(What is expected):
A single number is required: the count of lines in the entries below that include the word "classify".

(Stored data):
◆ ◆ ◆ ◆ ◆

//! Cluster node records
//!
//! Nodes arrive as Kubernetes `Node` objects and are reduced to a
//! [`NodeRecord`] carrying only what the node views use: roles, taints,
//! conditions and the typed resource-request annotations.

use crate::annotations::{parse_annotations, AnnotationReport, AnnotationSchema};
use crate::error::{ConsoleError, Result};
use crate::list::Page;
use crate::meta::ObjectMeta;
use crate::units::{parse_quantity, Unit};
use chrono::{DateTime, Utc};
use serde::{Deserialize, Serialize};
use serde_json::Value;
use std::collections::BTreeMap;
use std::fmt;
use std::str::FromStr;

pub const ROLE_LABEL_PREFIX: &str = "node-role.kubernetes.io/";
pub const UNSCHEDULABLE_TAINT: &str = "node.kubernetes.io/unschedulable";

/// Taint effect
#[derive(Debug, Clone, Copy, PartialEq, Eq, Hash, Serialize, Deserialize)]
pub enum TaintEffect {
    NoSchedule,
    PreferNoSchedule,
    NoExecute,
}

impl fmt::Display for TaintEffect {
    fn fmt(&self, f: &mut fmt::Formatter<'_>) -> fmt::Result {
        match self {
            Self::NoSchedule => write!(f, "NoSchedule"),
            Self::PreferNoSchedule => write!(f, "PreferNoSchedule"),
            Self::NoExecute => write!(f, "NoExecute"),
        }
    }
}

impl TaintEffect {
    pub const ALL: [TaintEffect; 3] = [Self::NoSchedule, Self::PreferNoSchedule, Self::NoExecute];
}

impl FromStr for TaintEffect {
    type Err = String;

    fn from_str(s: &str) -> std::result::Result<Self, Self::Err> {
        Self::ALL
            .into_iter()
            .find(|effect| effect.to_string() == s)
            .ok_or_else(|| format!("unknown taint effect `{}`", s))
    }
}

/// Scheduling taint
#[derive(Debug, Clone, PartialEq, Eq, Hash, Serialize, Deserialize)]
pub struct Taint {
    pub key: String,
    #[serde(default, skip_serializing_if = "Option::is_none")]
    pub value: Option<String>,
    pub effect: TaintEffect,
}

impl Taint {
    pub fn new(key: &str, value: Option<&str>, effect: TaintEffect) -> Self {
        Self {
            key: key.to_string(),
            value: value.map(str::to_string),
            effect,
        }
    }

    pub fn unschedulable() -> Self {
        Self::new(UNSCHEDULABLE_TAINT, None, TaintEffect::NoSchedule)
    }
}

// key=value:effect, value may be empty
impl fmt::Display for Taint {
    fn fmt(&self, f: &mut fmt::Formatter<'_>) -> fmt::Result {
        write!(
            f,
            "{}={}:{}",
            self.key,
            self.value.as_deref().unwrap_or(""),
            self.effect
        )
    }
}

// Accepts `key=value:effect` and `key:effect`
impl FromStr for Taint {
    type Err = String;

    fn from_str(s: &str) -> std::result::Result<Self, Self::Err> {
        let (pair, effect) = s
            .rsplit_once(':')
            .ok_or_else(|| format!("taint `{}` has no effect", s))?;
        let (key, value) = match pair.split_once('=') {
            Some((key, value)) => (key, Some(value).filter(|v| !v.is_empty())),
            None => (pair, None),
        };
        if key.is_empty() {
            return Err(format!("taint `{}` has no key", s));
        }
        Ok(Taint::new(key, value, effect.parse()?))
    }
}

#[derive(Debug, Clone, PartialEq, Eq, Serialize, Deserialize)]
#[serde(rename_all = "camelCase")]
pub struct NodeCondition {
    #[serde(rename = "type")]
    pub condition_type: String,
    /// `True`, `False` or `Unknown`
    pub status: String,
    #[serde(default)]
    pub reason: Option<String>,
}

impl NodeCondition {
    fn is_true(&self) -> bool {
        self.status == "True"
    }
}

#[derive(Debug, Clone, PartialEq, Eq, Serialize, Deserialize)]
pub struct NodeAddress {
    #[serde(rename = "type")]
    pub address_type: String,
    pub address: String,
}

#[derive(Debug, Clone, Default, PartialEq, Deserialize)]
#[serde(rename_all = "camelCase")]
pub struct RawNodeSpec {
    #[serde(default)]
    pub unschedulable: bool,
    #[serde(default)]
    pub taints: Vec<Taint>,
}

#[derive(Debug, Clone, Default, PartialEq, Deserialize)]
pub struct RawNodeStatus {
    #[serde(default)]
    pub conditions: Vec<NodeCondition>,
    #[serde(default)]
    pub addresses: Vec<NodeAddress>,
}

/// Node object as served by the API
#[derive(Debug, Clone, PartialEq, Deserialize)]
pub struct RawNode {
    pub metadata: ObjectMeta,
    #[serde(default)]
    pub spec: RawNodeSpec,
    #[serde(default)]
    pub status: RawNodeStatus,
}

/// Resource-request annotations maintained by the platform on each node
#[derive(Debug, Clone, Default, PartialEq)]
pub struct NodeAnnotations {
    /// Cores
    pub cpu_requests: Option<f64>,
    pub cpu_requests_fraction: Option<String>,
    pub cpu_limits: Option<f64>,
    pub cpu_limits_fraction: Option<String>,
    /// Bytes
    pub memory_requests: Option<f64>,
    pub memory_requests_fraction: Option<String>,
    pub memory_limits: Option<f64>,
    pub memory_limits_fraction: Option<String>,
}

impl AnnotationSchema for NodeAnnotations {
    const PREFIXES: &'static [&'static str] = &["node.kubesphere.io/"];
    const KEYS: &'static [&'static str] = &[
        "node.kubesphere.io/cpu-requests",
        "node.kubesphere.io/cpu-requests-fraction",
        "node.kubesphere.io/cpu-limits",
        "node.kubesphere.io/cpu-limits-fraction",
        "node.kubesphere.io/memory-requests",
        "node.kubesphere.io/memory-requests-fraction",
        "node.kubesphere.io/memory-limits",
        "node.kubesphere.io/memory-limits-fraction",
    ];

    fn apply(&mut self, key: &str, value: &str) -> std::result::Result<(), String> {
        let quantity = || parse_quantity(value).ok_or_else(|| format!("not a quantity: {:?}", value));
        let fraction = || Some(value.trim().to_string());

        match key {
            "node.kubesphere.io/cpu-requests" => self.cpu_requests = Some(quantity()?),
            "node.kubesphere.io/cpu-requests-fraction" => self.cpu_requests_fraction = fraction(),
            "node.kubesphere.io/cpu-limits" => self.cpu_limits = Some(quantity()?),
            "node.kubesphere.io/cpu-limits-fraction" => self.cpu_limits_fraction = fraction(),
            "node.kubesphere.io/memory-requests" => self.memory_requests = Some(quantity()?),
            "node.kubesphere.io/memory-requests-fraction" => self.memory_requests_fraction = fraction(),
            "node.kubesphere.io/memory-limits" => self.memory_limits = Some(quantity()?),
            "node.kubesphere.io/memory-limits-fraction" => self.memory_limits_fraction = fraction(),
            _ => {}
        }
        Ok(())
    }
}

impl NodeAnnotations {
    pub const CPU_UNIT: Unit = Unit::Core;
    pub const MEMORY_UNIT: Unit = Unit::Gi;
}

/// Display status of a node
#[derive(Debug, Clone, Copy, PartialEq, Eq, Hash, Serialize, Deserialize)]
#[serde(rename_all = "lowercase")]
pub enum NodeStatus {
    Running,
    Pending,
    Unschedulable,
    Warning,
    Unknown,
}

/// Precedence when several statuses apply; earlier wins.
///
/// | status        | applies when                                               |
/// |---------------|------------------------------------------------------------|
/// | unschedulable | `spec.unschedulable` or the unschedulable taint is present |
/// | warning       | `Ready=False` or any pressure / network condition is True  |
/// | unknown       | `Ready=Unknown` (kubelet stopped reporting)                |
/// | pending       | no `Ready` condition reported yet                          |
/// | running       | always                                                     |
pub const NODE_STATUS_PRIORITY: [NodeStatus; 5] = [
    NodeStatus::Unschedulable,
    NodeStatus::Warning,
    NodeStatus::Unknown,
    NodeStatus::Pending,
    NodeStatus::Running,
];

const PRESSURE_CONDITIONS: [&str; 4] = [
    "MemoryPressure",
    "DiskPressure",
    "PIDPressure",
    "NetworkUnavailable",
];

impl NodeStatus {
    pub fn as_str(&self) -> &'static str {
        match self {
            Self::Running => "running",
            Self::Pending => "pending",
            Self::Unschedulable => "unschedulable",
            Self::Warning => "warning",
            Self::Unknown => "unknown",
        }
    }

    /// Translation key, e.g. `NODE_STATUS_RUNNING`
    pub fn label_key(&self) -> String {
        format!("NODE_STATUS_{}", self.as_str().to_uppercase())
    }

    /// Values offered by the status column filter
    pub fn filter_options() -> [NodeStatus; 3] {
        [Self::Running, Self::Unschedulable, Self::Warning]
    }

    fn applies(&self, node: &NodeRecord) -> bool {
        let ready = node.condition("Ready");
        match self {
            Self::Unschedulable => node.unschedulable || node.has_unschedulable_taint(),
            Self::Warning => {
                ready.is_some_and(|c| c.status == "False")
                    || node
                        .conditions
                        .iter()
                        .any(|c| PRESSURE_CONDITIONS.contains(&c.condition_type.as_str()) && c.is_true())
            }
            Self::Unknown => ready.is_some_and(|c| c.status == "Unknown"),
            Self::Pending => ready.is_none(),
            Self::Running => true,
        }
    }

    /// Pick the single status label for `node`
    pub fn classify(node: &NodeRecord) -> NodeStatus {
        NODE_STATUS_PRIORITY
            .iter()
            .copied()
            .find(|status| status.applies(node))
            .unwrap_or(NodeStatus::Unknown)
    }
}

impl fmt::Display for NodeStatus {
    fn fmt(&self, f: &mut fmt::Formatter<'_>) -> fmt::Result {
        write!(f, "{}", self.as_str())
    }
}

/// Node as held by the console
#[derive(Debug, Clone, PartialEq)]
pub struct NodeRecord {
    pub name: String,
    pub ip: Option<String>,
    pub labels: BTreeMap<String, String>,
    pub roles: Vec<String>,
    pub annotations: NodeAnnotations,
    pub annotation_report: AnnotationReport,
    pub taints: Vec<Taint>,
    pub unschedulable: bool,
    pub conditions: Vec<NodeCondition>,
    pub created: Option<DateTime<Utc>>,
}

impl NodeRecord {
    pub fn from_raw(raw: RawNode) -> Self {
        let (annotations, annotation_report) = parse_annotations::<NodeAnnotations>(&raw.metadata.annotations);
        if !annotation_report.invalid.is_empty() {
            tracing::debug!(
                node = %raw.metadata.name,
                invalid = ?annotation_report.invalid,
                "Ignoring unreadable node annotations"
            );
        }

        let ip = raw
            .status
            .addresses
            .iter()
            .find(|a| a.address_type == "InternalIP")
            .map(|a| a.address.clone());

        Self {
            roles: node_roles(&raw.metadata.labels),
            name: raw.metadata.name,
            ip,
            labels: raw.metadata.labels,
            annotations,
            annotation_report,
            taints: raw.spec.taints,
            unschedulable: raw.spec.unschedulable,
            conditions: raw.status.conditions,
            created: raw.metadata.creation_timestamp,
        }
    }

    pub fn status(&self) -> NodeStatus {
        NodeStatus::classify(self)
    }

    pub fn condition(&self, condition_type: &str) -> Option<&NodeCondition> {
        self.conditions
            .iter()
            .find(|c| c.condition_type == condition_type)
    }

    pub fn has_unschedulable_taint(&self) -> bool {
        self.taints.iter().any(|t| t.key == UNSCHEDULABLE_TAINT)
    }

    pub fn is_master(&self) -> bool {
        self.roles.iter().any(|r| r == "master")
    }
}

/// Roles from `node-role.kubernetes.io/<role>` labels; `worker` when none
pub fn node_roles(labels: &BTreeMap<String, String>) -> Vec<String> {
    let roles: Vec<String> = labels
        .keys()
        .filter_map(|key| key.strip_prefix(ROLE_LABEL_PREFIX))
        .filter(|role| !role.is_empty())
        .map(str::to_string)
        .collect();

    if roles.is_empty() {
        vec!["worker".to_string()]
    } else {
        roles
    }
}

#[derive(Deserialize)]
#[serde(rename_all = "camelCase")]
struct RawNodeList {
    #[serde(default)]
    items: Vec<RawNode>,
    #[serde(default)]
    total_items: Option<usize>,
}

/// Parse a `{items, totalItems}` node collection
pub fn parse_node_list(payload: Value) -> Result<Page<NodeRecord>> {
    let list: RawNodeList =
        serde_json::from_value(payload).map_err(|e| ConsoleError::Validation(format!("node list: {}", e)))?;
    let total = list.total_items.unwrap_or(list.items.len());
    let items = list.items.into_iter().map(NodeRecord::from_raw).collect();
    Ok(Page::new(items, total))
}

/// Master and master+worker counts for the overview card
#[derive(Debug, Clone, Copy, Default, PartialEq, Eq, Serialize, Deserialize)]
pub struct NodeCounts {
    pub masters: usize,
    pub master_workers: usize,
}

◆ ◆ ◆ ◆ ◆

(Answer below):
2